• [What is being asked]:
Where in the data does the word "rebuild" appear? Find those lines and copy them.

• [Material for this task]:

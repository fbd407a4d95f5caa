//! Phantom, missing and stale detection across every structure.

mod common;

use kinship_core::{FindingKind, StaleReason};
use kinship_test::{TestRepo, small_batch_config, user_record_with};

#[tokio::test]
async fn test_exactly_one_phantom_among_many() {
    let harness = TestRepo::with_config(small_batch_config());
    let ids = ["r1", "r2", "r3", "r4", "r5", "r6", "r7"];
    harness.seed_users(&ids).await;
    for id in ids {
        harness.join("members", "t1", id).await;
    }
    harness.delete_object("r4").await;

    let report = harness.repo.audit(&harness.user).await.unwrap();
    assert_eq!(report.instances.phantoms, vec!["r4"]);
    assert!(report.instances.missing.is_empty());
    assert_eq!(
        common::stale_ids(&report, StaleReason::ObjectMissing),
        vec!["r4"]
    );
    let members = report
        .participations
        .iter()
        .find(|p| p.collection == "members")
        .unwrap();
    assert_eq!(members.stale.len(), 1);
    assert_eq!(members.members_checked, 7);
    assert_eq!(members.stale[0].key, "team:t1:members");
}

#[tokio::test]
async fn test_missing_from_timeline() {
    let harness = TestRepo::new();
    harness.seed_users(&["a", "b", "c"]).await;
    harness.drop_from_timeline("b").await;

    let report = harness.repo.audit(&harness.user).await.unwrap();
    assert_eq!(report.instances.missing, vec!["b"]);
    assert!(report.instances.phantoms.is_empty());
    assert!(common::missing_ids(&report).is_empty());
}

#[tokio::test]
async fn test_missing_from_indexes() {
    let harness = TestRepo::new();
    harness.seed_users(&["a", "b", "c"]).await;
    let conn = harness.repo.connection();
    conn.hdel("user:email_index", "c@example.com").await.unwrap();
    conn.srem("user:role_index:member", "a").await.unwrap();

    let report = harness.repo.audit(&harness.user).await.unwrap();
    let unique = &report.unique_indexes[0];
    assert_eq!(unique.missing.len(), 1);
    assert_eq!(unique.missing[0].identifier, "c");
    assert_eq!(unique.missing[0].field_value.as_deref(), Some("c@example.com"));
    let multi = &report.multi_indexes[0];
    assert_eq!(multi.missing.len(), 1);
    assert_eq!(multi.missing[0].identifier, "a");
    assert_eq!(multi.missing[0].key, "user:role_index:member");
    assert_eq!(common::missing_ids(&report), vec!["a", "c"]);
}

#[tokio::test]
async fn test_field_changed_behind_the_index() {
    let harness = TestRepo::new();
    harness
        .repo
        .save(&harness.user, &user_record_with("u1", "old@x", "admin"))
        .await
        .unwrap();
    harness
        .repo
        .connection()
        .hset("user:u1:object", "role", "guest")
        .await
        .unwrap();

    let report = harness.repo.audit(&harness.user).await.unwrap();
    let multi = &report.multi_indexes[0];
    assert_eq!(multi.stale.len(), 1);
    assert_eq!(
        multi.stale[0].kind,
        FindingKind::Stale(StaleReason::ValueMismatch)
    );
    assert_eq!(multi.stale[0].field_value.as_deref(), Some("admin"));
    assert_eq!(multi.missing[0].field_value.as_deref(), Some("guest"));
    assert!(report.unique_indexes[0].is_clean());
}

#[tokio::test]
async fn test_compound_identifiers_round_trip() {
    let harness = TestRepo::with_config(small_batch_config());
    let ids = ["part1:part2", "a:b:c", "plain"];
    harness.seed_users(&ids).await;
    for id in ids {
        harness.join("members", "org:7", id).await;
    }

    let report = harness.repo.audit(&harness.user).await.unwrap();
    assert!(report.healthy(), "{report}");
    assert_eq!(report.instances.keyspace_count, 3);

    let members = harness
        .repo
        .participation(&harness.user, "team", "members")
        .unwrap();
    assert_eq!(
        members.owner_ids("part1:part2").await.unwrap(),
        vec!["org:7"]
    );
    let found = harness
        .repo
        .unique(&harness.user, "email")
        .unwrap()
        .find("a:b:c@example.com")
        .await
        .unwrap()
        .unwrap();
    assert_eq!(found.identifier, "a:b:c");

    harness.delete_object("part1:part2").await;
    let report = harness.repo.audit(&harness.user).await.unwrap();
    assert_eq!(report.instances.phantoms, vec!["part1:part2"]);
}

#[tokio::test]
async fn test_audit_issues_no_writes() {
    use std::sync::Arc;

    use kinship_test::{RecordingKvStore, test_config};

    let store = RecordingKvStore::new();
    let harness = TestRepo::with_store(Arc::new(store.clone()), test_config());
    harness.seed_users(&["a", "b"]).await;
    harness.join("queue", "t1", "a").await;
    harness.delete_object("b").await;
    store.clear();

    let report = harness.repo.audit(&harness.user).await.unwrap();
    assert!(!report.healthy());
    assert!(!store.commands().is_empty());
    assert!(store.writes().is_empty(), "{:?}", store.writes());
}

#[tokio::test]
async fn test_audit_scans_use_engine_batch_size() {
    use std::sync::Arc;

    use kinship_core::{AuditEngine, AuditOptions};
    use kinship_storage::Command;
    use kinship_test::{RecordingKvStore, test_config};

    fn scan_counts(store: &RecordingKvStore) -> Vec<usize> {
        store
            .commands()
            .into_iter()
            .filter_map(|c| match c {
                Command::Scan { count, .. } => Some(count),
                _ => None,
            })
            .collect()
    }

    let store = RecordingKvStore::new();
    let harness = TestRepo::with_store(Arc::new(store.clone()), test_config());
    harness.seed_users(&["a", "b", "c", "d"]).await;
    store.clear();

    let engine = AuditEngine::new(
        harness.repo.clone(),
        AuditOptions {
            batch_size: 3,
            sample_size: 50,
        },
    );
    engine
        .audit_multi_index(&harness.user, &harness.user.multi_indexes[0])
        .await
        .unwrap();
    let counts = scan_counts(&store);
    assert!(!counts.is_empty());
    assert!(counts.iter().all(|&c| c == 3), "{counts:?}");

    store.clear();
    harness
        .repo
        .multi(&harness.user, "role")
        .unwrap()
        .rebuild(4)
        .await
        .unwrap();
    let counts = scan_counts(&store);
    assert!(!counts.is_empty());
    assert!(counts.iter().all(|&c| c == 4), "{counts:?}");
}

...

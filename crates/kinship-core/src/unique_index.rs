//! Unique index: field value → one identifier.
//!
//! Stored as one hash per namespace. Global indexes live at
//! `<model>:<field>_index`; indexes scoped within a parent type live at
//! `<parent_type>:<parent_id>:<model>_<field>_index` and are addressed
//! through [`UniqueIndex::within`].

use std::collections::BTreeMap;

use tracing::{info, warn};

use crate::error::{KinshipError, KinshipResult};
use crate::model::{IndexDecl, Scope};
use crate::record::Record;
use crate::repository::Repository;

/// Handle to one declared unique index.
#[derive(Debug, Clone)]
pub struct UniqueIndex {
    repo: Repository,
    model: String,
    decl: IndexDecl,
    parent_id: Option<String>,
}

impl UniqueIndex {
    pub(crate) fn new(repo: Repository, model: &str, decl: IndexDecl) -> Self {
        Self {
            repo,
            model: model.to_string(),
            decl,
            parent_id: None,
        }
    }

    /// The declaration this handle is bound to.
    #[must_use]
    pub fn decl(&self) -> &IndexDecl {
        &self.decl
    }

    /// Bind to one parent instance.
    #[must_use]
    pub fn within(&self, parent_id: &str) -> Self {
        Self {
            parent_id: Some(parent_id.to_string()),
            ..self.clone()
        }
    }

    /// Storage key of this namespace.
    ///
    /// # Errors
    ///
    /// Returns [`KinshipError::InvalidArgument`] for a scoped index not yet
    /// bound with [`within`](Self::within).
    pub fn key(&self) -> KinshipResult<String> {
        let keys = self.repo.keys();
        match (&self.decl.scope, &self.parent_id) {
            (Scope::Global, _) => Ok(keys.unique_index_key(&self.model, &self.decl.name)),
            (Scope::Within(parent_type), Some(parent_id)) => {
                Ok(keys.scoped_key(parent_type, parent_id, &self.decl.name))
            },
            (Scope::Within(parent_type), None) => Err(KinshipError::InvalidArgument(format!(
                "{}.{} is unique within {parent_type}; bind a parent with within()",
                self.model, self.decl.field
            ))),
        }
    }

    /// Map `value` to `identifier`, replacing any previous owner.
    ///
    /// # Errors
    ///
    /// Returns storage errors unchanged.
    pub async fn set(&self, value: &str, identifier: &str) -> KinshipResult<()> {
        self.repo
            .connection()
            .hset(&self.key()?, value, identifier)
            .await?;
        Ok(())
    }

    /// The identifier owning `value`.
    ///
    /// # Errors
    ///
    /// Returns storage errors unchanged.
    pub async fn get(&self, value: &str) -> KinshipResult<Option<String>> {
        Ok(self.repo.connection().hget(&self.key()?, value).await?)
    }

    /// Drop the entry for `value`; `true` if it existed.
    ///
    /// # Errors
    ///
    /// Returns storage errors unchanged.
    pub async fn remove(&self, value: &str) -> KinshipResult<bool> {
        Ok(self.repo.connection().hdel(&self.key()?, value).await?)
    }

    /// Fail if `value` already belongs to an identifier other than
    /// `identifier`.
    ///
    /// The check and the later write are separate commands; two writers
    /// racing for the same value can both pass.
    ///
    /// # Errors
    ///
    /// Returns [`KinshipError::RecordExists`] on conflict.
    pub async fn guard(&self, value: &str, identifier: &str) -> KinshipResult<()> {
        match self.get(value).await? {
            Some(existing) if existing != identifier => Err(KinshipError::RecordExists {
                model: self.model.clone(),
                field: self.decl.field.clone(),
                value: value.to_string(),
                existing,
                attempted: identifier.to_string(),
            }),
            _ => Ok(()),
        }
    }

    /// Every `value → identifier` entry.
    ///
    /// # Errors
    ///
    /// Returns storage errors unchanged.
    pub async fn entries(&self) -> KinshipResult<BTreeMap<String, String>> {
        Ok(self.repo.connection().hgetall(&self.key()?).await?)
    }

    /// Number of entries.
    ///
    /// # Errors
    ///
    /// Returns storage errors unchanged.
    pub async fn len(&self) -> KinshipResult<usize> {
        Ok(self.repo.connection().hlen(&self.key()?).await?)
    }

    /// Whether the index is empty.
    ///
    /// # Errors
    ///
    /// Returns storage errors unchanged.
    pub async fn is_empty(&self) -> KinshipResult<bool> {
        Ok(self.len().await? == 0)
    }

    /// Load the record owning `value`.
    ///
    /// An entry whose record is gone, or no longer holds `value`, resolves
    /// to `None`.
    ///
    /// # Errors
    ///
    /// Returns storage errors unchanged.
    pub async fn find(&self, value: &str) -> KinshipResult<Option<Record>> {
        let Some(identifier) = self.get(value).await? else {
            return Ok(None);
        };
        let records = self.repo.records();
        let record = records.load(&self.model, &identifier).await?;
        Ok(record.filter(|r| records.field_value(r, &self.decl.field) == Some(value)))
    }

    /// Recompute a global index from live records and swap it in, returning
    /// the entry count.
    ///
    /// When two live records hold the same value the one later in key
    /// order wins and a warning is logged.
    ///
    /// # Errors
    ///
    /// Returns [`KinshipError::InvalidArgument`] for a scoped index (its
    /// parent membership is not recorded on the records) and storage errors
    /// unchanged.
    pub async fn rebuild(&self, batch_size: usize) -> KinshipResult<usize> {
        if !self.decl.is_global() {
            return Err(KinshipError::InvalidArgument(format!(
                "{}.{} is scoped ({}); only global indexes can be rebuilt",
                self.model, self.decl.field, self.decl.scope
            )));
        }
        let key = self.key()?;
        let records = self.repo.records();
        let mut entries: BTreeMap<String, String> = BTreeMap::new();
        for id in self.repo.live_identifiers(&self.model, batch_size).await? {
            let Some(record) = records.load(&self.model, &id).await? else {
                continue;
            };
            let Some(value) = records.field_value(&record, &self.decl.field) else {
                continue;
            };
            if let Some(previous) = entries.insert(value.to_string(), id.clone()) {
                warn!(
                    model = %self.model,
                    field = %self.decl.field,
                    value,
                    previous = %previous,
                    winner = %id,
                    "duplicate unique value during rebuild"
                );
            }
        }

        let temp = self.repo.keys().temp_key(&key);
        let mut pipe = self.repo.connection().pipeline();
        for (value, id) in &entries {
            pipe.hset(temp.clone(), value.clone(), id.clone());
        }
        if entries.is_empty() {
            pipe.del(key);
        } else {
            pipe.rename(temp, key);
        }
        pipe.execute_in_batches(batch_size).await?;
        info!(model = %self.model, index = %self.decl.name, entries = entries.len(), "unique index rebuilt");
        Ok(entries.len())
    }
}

• [Answer to this problem]:
        .rebuild(4)
    pub async fn rebuild(&self, batch_size: usize) -> KinshipResult<usize> {
                    "duplicate unique value during rebuild"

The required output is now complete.